pub(crate) struct ConnectionInner {
    client: Arc<dyn TerminalClient>,
    account: Account,
    history_start_time: Option<DateTime<Utc>>,
    terminal_state: TerminalState,
    history_storage: Arc<dyn HistoryStorage>,
    health_monitor: ConnectionHealthMonitor,
    registry: Weak<ConnectionRegistry>,
    subscriptions: Arc<RwLock<HashSet<String>>>,
    orders_synchronized: Mutex<HashSet<String>>,
    deals_synchronized: Mutex<HashSet<String>>,
    sync_ids: Mutex<SyncIdState>,
    should_synchronize: Mutex<Option<String>>,
    retry_interval_seconds: AtomicU64,
    retry_initial_seconds: u64,
    retry_max_seconds: u64,
    synchronized: Arc<AtomicBool>,
    closed: AtomicBool,
    // Handle back to the owning Arc so event callbacks can spawn
    // synchronization tasks.
    self_ref: Weak<ConnectionInner>,
    // Keep the listener allocations alive; the transport only holds weak
    // references to them.
    _state_listener: Arc<dyn SyncListener>,
    _health_listener: Arc<dyn SyncListener>,
}

/// A live connection to one account's terminal.
#[derive(Clone)]
pub struct TerminalConnection {
    inner: Arc<ConnectionInner>,
}
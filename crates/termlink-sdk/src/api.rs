//! SDK entry point.
//!
//! `TerminalApi` wires the shared transport, the typed gateway client and
//! the connection registry together. One instance serves every account on
//! a host; account connections are opened through [`TerminalApi::connect`].

use std::sync::Arc;

use chrono::{DateTime, Utc};

use termlink_common::ApiError;
use termlink_wire::{TransportConfig, WsTransport};

use crate::client::WsTerminalClient;
use crate::config::ClientOptions;
use crate::connection::{Account, TerminalConnection};
use crate::history::HistoryStorage;
use crate::registry::ConnectionRegistry;

/// Process-scoped SDK handle.
pub struct TerminalApi {
    transport: WsTransport,
    registry: Arc<ConnectionRegistry>,
}

impl TerminalApi {
    /// Builds the SDK against a gateway URL.
    ///
    /// The socket is not opened until [`start`]; connections opened
    /// before that wait out their request deadlines.
    ///
    /// [`start`]: TerminalApi::start
    pub fn new(
        url: impl Into<String>,
        token: Option<String>,
        options: ClientOptions,
    ) -> Result<Self, ApiError> {
        options
            .validate()
            .map_err(|error| ApiError::Validation(error.to_string()))?;
        let mut transport_config: TransportConfig = options.transport_config(url);
        transport_config.token = token;
        let transport = WsTransport::new(transport_config);
        let client = Arc::new(WsTerminalClient::new(
            transport.clone(),
            options.application.clone(),
        ));
        let registry = ConnectionRegistry::new(client, options);
        Ok(Self {
            transport,
            registry,
        })
    }

    /// Opens the gateway socket.
    pub fn start(&self) {
        self.transport.start();
    }

    /// Returns the existing connection for the account or sets up a new
    /// one through the registry.
    pub async fn connect(
        &self,
        account: Account,
        history_storage: Option<Arc<dyn HistoryStorage>>,
        history_start_time: Option<DateTime<Utc>>,
    ) -> Result<TerminalConnection, ApiError> {
        self.registry
            .connect(account, history_storage, history_start_time)
            .await
    }

    /// The shared transport.
    pub fn transport(&self) -> &WsTransport {
        &self.transport
    }

    /// The connection registry.
    pub fn registry(&self) -> &Arc<ConnectionRegistry> {
        &self.registry
    }

    /// Tears the transport down, failing in-flight requests.
    pub async fn close(&self) {
        self.transport.close().await;
    }
}
impl TransportConfig {
    /// Creates a config for the given gateway URL with default timings.
    pub fn new(url: impl Into<String>) -> Self {
        Self {
            url: url.into(),
            token: None,
            application: "MetaApi".to_string(),
            request_timeout: Duration::from_secs(60),
            connect_timeout: Duration::from_secs(60),
            packet_ordering_timeout: Duration::from_secs(60),
            ping_interval: Duration::from_secs(30),
            initial_reconnect_delay: Duration::from_secs(1),
            max_reconnect_delay: Duration::from_secs(60),
            gap_check_interval: Duration::from_secs(5),
        }
    }

    fn connect_url(&self) -> String {
        match &self.token {
            Some(token) => format!("{}?auth-token={}", self.url, token),
            None => self.url.clone(),
        }
    }
}

struct PendingRequest {
    account_id: String,
    response_tx: oneshot::Sender<Result<Value, ApiError>>,
}

struct TransportShared {
    config: TransportConfig,
    pending: DashMap<String, PendingRequest>,
    listeners: DashMap<String, Vec<Weak<dyn SyncListener>>>,
    reconnect_listeners: parking_lot::Mutex<Vec<Weak<dyn ReconnectListener>>>,
    orderer: PacketOrderer,
    connected_tx: watch::Sender<bool>,
    outbound: parking_lot::Mutex<Option<mpsc::Sender<Message>>>,
    shutdown_tx: broadcast::Sender<()>,
    started: AtomicBool,
    closed: AtomicBool,
}

/// The shared terminal-gateway channel.
///
/// Cheap to clone; all clones share one socket.
#[derive(Clone)]
pub struct WsTransport {
    shared: Arc<TransportShared>,
}

impl WsTransport {
    /// Creates a transport. The socket is not opened until [`start`].
    ///
    /// [`start`]: WsTransport::start
    pub fn new(config: TransportConfig) -> Self {
        let (connected_tx, _) = watch::channel(false);
        let (shutdown_tx, _) = broadcast::channel(16);
        let orderer = PacketOrderer::new(config.packet_ordering_timeout);
        Self {
            shared: Arc::new(TransportShared {
                config,
                pending: DashMap::new(),
                listeners: DashMap::new(),
                reconnect_listeners: parking_lot::Mutex::new(Vec::new()),
                orderer,
                connected_tx,
                outbound: parking_lot::Mutex::new(None),
                shutdown_tx,
                started: AtomicBool::new(false),
                closed: AtomicBool::new(false),
            }),
        }
    }

    /// Spawns the connection loop. Idempotent.
    pub fn start(&self) {
        if self.shared.started.swap(true, Ordering::AcqRel) {
            return;
        }
        let shared = self.shared.clone();
        tokio::spawn(async move {
            run_connection_loop(shared).await;
        });
    }

    /// Whether the socket is currently up.
    pub fn is_connected(&self) -> bool {
        *self.shared.connected_tx.borrow()
    }

    /// Shuts the transport down and fails every in-flight request.
    pub async fn close(&self) {
        if self.shared.closed.swap(true, Ordering::AcqRel) {
            return;
        }
        let _ = self.shared.shutdown_tx.send(());
        self.shared.connected_tx.send_replace(false);
        *self.shared.outbound.lock() = None;
        let request_ids: Vec<String> = self
            .shared
            .pending
            .iter()
            .map(|entry| entry.key().clone())
            .collect();
        for request_id in request_ids {
            if let Some((_, pending)) = self.shared.pending.remove(&request_id) {
                let _ = pending
                    .response_tx
                    .send(Err(ApiError::ConnectionClosed("transport closed".to_string())));
            }
        }
        info!("Transport closed");
    }

    /// Sends a request for an account and awaits the matching response.
    ///
    /// Fails with `Timeout` when the deadline expires while connected and
    /// with `NotConnected` when the channel is down at the deadline.
    pub async fn request(&self, account_id: &str, payload: Value) -> Result<Value, ApiError> {
        if self.shared.closed.load(Ordering::Acquire) {
            return Err(ApiError::ConnectionClosed("transport closed".to_string()));
        }
        let deadline = tokio::time::Instant::now() + self.shared.config.request_timeout;

        // Wait out a down channel until the deadline; the server cannot
        // receive anything we write before the socket is up.
        let mut connected_rx = self.shared.connected_tx.subscribe();
        while !*connected_rx.borrow() {
            match timeout_at(deadline, connected_rx.changed()).await {
                Ok(Ok(())) => {}
                Ok(Err(_)) => {
                    return Err(ApiError::ConnectionClosed("transport closed".to_string()))
                }
                Err(_) => {
                    return Err(ApiError::NotConnected(format!(
                        "channel down while requesting for account {account_id}"
                    )))
                }
            }
        }

        let request_id = Uuid::new_v4().to_string();
        let (response_tx, response_rx) = oneshot::channel();
        self.shared.pending.insert(
            request_id.clone(),
            PendingRequest {
                account_id: account_id.to_string(),
                response_tx,
            },
        );
        let frame = stamp_request(
            payload,
            account_id,
            &request_id,
            &self.shared.config.application,
        );

        let sender = self.shared.outbound.lock().clone();
        let sent = match sender {
            Some(sender) => sender.send(Message::Text(frame.to_string())).await.is_ok(),
            None => false,
        };
        if !sent {
            self.shared.pending.remove(&request_id);
            return Err(ApiError::NotConnected(format!(
                "channel went down while sending request for account {account_id}"
            )));
        }

        match timeout_at(deadline, response_rx).await {
            Ok(Ok(result)) => result,
            Ok(Err(_)) => Err(ApiError::ConnectionClosed(
                "connection closed while awaiting response".to_string(),
            )),
            Err(_) => {
                self.shared.pending.remove(&request_id);
                if self.is_connected() {
                    Err(ApiError::Timeout(format!(
                        "no response within {:?} for account {account_id}",
                        self.shared.config.request_timeout
                    )))
                } else {
                    Err(ApiError::NotConnected(format!(
                        "channel down while awaiting response for account {account_id}"
                    )))
                }
            }
        }
    }

    /// Registers an event listener for an account.
    ///
    /// Only a weak reference is held; a dropped listener is pruned on the
    /// next dispatch.
    pub fn add_listener(&self, account_id: &str, listener: Weak<dyn SyncListener>) {
        self.shared
            .listeners
            .entry(account_id.to_string())
            .or_default()
            .push(listener);
    }

    /// Removes one listener for an account by identity.
    pub fn remove_listener(&self, account_id: &str, listener: &Weak<dyn SyncListener>) {
        if let Some(mut entry) = self.shared.listeners.get_mut(account_id) {
            entry.retain(|candidate| !candidate.ptr_eq(listener));
        }
    }

    /// Drops every listener and the ordering stream for an account.
    pub fn remove_account_listeners(&self, account_id: &str) {
        self.shared.listeners.remove(account_id);
        self.shared.orderer.drop_stream(account_id);
    }

    /// Registers a reconnect listener.
    pub fn add_reconnect_listener(&self, listener: Weak<dyn ReconnectListener>) {
        self.shared.reconnect_listeners.lock().push(listener);
    }

    /// Fails every in-flight request for one account.
    ///
    /// Used by the connection close path so callers are not left waiting
    /// out their full deadlines.
    pub fn fail_account_requests(&self, account_id: &str, error: ApiError) {
        let request_ids: Vec<String> = self
            .shared
            .pending
            .iter()
            .filter(|entry| entry.value().account_id == account_id)
            .map(|entry| entry.key().clone())
            .collect();
        for request_id in request_ids {
            if let Some((_, pending)) = self.shared.pending.remove(&request_id) {
                let _ = pending.response_tx.send(Err(error.clone()));
            }
        }
    }
}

··········

** What is expected **
In the records above, how many lines hold the string "ReconnectListener"? Respond with that number only.

** Problem solution **
2